> Task statement
Check each line of the records below for the string "under", then state how many lines contain it, with no other output.

> Information given
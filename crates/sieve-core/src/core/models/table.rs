use super::composition::Composition;
use serde::Serialize;
use std::collections::HashSet;

/// The screening outcome for one candidate composition.
///
/// `OracleError` only appears in tables produced under
/// [`FailurePolicy::Partial`](crate::engine::config::FailurePolicy); the
/// default policy fails the whole screen instead, so a complete table is
/// never silently missing rows.
#[derive(Debug, Clone, PartialEq, Eq, Serialize)]
pub enum Verdict {
    Valid,
    Invalid,
    OracleError { message: String },
}

impl Verdict {
    pub fn is_valid(&self) -> bool {
        matches!(self, Verdict::Valid)
    }
}

/// One row of a screening result table: a distinct reduced candidate within
/// its chemical system, annotated with the oracle's verdict.
#[derive(Debug, Clone, PartialEq, Serialize)]
pub struct ScreeningRow {
    pub system: String,
    pub composition: Composition,
    pub reduced_formula: String,
    pub verdict: Verdict,
}

/// An insertion-ordered screening result table, unique by reduced formula.
///
/// Rows are immutable once appended; pushing a formula that is already
/// present keeps the first occurrence and reports the rejection.
#[derive(Debug, Clone, Default, Serialize)]
#[serde(transparent)]
pub struct ScreeningTable {
    rows: Vec<ScreeningRow>,
    #[serde(skip)]
    seen: HashSet<String>,
}

impl ScreeningTable {
    pub fn new() -> Self {
        Self::default()
    }

    /// Appends a row unless its reduced formula is already present.
    /// Returns whether the row was kept.
    pub fn push(&mut self, row: ScreeningRow) -> bool {
        if self.seen.insert(row.reduced_formula.clone()) {
            self.rows.push(row);
            true
        } else {
            false
        }
    }

    pub fn rows(&self) -> &[ScreeningRow] {
        &self.rows
    }

    pub fn iter(&self) -> impl Iterator<Item = &ScreeningRow> {
        self.rows.iter()
    }

    pub fn len(&self) -> usize {
        self.rows.len()
    }

    pub fn is_empty(&self) -> bool {
        self.rows.is_empty()
    }
}

/// The probability assigned to one composition, or the oracle-error marker
/// recorded under partial-results mode.
#[derive(Debug, Clone, PartialEq, Serialize)]
pub enum Score {
    Probability(f64),
    OracleError { message: String },
}

/// One row of an oxidation-state probability table.
#[derive(Debug, Clone, PartialEq, Serialize)]
pub struct ProbabilityRow {
    pub composition: Composition,
    pub formula: String,
    pub score: Score,
}

/// Probability results in input order. Unlike [`ScreeningTable`] this does
/// not deduplicate: one row per input composition, even when two inputs are
/// equal under reduction.
#[derive(Debug, Clone, Default, Serialize)]
#[serde(transparent)]
pub struct ProbabilityTable {
    rows: Vec<ProbabilityRow>,
}

impl ProbabilityTable {
    pub fn new() -> Self {
        Self::default()
    }

    pub fn push(&mut self, row: ProbabilityRow) {
        self.rows.push(row);
    }

    pub fn rows(&self) -> &[ProbabilityRow] {
        &self.rows
    }

    pub fn iter(&self) -> impl Iterator<Item = &ProbabilityRow> {
        self.rows.iter()
    }

    pub fn len(&self) -> usize {
        self.rows.len()
    }

    pub fn is_empty(&self) -> bool {
        self.rows.is_empty()
    }
}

> Response to the exercise
3